かんとこうブログ
2025.07.11
レーザー光による表面処理装置、クーレーザー
またもやTBSの「ガッチリマンデー」からの話で恐縮ですが、7月6日の放送で、「クーレーザー」なる装置による厚い錆層が簡単に除去されている様子が紹介されていました。処理速度がかなり速く実用性も高いのではないかと思われましたので、調べてみました。今日はその内容をご紹介します。
実は当ブログでレーザー光による金属表面処理をとりあげるのは2024年2月7日に続いて2回目です。その際には、レーザー光で金属表面を処理するためにどのような条件にレーザー光を制御するのかという点が全く説明されておらず、ひたすら適正条件で書かれていただけでした。今回の「クーレーザー(coollazor)」は、多くの特許に裏打ちされた確立されて技術の上に開発されたものだと感じました。この「クーレーザー」は株式会社トヨコーという会社が開発、製造しているもので、今日ご紹介するのは同社のホームぺージ(下記URL)からの引用です。

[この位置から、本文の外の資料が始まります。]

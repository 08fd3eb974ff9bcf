//! Compile scopes.
//!
//! Every compile pass runs against a scope: the state expressions resolve
//! against plus the effects created for bindings in that subtree. A component
//! instance gets a child scope over its own state, so tearing down the parent
//! tears down every binding of every nested instance.

use std::cell::{Cell, RefCell};
use std::fmt;
use std::rc::Rc;

use crate::reactive::{Effect, Store};

struct ScopeInner {
    state: Store,
    effects: RefCell<Vec<Effect>>,
    children: RefCell<Vec<CompileScope>>,
    torn_down: Cell<bool>,
}

#[derive(Clone)]
pub struct CompileScope(Rc<ScopeInner>);

impl CompileScope {
    pub fn new(state: Store) -> Self {
        Self(Rc::new(ScopeInner {
            state,
            effects: RefCell::new(Vec::new()),
            children: RefCell::new(Vec::new()),
            torn_down: Cell::new(false),
        }))
    }

    pub fn state(&self) -> &Store {
        &self.0.state
    }

    /// Keep `effect` alive for the lifetime of this scope. An effect added
    /// after teardown is stopped right away.
    pub fn add_effect(&self, effect: Effect) {
        if self.0.torn_down.get() {
            effect.stop();
            return;
        }
        self.0.effects.borrow_mut().push(effect);
    }

    /// Nested scope over `state`, owned by this one.
    pub fn child(&self, state: Store) -> CompileScope {
        let child = CompileScope::new(state);
        if self.0.torn_down.get() {
            child.teardown();
        } else {
            self.0.children.borrow_mut().push(child.clone());
        }
        child
    }

    pub fn effect_count(&self) -> usize {
        self.0.effects.borrow().len()
    }

    /// Effects of this scope and every nested scope.
    pub fn total_effect_count(&self) -> usize {
        self.effect_count()
            + self
                .0
                .children
                .borrow()
                .iter()
                .map(CompileScope::total_effect_count)
                .sum::<usize>()
    }

    /// Stop every effect of this scope and its descendants.
    pub fn teardown(&self) {
        if self.0.torn_down.replace(true) {
            return;
        }
        let effects: Vec<Effect> = self.0.effects.borrow_mut().drain(..).collect();
        for effect in effects {
            effect.stop();
        }
        let children: Vec<CompileScope> = self.0.children.borrow_mut().drain(..).collect();
        for child in children {
            child.teardown();
        }
    }

    pub fn is_torn_down(&self) -> bool {
        self.0.torn_down.get()
    }
}

impl fmt::Debug for CompileScope {
    fn fmt(&self, f: &mut fmt::Formatter<'_>) -> fmt::Result {
        f.debug_struct("CompileScope")
            .field("effects", &self.effect_count())
            .field("children", &self.0.children.borrow().len())
            .field("torn_down", &self.is_torn_down())
            .finish()
    }
}
//! Event handler references.
//!
//! The value of an `@event` attribute is classified once, when the binding is
//! created: a bare identifier names a function in state, anything else is an
//! inline statement list run with `$event` bound to the first argument. A
//! name that does not resolve to a function is run as an inline expression,
//! so `@close="label"` is a plain read of `label`.

use serde::Serialize;

use crate::error::EvalResult;
use crate::expr::{exec_statements, is_valid_identifier, Bindings, EventEnv, EVENT_BINDING};
use crate::reactive::Store;
use crate::value::{Function, Value};

#[derive(Debug, Clone, PartialEq, Eq, Serialize)]
#[serde(tag = "kind", content = "source", rename_all = "camelCase")]
pub enum Handler {
    /// `@close="removeBadge"`
    Named(String),
    /// `@close="count += $event"`
    Inline(String),
}

impl Handler {
    pub fn parse(raw: &str) -> Self {
        let trimmed = raw.trim();
        if is_valid_identifier(trimmed) {
            Handler::Named(trimmed.to_string())
        } else {
            Handler::Inline(trimmed.to_string())
        }
    }

    pub fn source(&self) -> &str {
        match self {
            Handler::Named(s) | Handler::Inline(s) => s,
        }
    }

    /// Run against live state: inline writes land in `state`.
    pub fn invoke(&self, state: &Store, args: &[Value]) -> EvalResult<Value> {
        match self {
            Handler::Named(name) => match named_function(state, name) {
                Some(f) => Ok(f.call(args)),
                None => exec_statements(name, &EventEnv::new(state, first(args))),
            },
            Handler::Inline(code) => {
                let env = EventEnv::new(state, first(args));
                exec_statements(code, &env)
            }
        }
    }

    /// Run against a snapshot of `state`: inline code can call functions of
    /// `state` but its own assignments are discarded.
    pub fn invoke_isolated(&self, state: &Store, args: &[Value]) -> EvalResult<Value> {
        match self {
            Handler::Named(name) => match named_function(state, name) {
                Some(f) => Ok(f.call(args)),
                None => {
                    let env = Bindings::snapshot(state).with(EVENT_BINDING, first(args));
                    exec_statements(name, &env)
                }
            },
            Handler::Inline(code) => {
                let env = Bindings::snapshot(state).with(EVENT_BINDING, first(args));
                exec_statements(code, &env)
            }
        }
    }
}

fn first(args: &[Value]) -> Value {
    args.first().cloned().unwrap_or_default()
}

fn named_function(state: &Store, name: &str) -> Option<Function> {
    state.lookup(name)?.as_function().cloned()
}

#[cfg(test)]
mod tests {
    use super::*;
    use crate::error::EvalError;
    use serde_json::json;
    use std::cell::RefCell;
    use std::rc::Rc;

    #[test]
    fn test_classification() {
        assert_eq!(Handler::parse(" removeBadge "), Handler::Named("removeBadge".into()));
        assert_eq!(Handler::parse("count++"), Handler::Inline("count++".into()));
        assert_eq!(Handler::parse("go()"), Handler::Inline("go()".into()));
    }

    #[test]
    fn test_named_receives_arguments() {
        let state = Store::new();
        let seen = Rc::new(RefCell::new(Vec::new()));
        let log = Rc::clone(&seen);
        state.define_method(
            "pick",
            Function::new(move |args| {
                log.borrow_mut().extend(args.iter().cloned());
                Value::Undefined
            }),
        );
        Handler::parse("pick")
            .invoke(&state, &[Value::from(1), Value::from("a")])
            .unwrap();
        assert_eq!(*seen.borrow(), vec![Value::from(1), Value::from("a")]);
    }

    #[test]
    fn test_named_non_function_is_read_inline() {
        let state = Store::from_json(json!({ "label": "x" }));
        assert_eq!(
            Handler::parse("missing").invoke(&state, &[]),
            Err(EvalError::UnknownIdentifier { name: "missing".into() })
        );
        assert_eq!(
            Handler::parse("missing").invoke_isolated(&state, &[]),
            Err(EvalError::UnknownIdentifier { name: "missing".into() })
        );
        assert_eq!(Handler::parse("label").invoke(&state, &[]), Ok(Value::from("x")));
        assert_eq!(
            Handler::parse("label").invoke_isolated(&state, &[Value::from(1)]),
            Ok(Value::from("x"))
        );
        assert_eq!(state.get("label"), Some(Value::from("x")));
    }

    #[test]
    fn test_inline_live_vs_isolated() {
        let state = Store::from_json(json!({ "count": 1 }));
        let handler = Handler::parse("count += $event");

        handler.invoke_isolated(&state, &[Value::from(5)]).unwrap();
        assert_eq!(state.get("count"), Some(Value::from(1)));

        handler.invoke(&state, &[Value::from(5)]).unwrap();
        assert_eq!(state.get("count"), Some(Value::from(6)));
    }

    #[test]
    fn test_serializes_tagged() {
        let json = serde_json::to_value(Handler::parse("go")).unwrap();
        assert_eq!(json, json!({ "kind": "named", "source": "go" }));
    }
}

https://www.toyokoh.com/coollaser/
まずレーザーヘッドからご覧ください。とても恰好よくスマートです。番組では、これが1台1億円と言われていましたが、レーザーヘッドだけの値段なのか、それとも装置全体を含めての話なのかは説明がありませんでした。
装置全体の構成とそれぞれの機器の説明は下図のようになっています。
図が全体に暗くて見にくくて申し訳ありません。いちばん左の図、トラックに搭載されたシステム本体(レーザー発振器、チラー、制御盤、コンプレッサーなど)です。そこからレーザー光を伝送する光ファイバーと圧縮エアーのホース、通信用ケーブルが接続され100M先までの範囲で作業が可能です。
右から2番目の図に示したように作業現場のそばに照射現場の機器の制御を行うための制御システムが設置され、監視員のもとで制御が行われます。いちばん右の作業現場では、レーザーヘッドから照射されたレーザー光により旧塗膜や錆が除去されると同時に除去されたものが集塵機で回収されていきます。従って周辺環境が汚染されることもなく、クリーンな環境で表面処理作業を行うことができます。
こうした「クーレーザー」による表面処理は以下のメリットが謳われています。
左から産廃処理費用、CO2排出量の大幅削減、残留塩分の除去、除去対象物中の汚染物質の拡散防止などです。レーザー光による処理ならではのメリットであることは理解しやすいところです。
導入事例としては以下の3つが挙げられていました。
紫字は現状の説明、赤字は「クーレーザー」導入による成果です。左のケースでは、粉塵発生の抑制による養生の簡素化、産廃処理の簡素化、工程全体の簡素化、中のケースでは、簡素な養生で、最高グレードのケレン(表面清浄化)の達成、足場設置不可現場での施工実現、右のケースでは、塩分・旧塗膜処理、素地調整の一括処理化の実現➡工程短縮が挙げられています。
またFAQには、いろいろと情報が載っていましたが、技術的に興味を覚えたものだけピックアップしてみました。
左上では「クーレーザー」で処理した表面の品質が権威ある研究機関で審査され認定されていること。左下では、「クーレーザー」による処理では処理する金属本体の温度上昇が小さいため、処理直後の酸化被膜形成が抑制されること、中上では、「クーレーザー」処理の養生としてはガルバリウム鋼板をあてればよいこと、中下では、高力ボルトの物性変化は45秒以内の連続照射であれば問題ないこと、右では、旧塗膜に鉛などが含まれている場合でも、「クーレーザー」処理であれば、飛散防止のための養生を簡素化可能であることが説明されています。
さて、この「クーレーザー」の技術的な肝は何かということですが、番組の中では、「同じ点に連続してレーザー光があたらないよう、照射範囲の中を照射点が円を描くように高速で移動する」という説明がされていました。
ホームぺージの中ではこの件についての説明が見当たりませんでしたので、特許を調べることにしました。特許を調べて驚きました。この「クーレーザー」に関係していると思われる特許の出願件数が44件ありましたが、そのうち有効と判定され特許成立し、権利維持のための年金が払われているものが18件もありました。出願件数もさることながら、そのうち特許化と権利化ができているものが4割以上あるというこがすごいと思いました。以下が有効特許の一覧表です。
さすがにこれだけあると畑違いの専門分野外の特許では見ても理解がおぼつきません。一番最初の特許の最初の請求項1に以下の表現がありました。「前記光学系は、前記レーザー光の光軸に対して略垂直な表面において、前記光軸を中心とする半径rの円の軌跡を描くように、前記レーザー光の照射点を走査することを特徴とするレーザー照射装置。」という記述です。
これは番組で紹介された「円を描くように照射点が移動していく」ということと一致する内容かと思います。門外漢としては、これで十分です。こうしたクリーンな表面処理が普及していくことを期待したいと思います。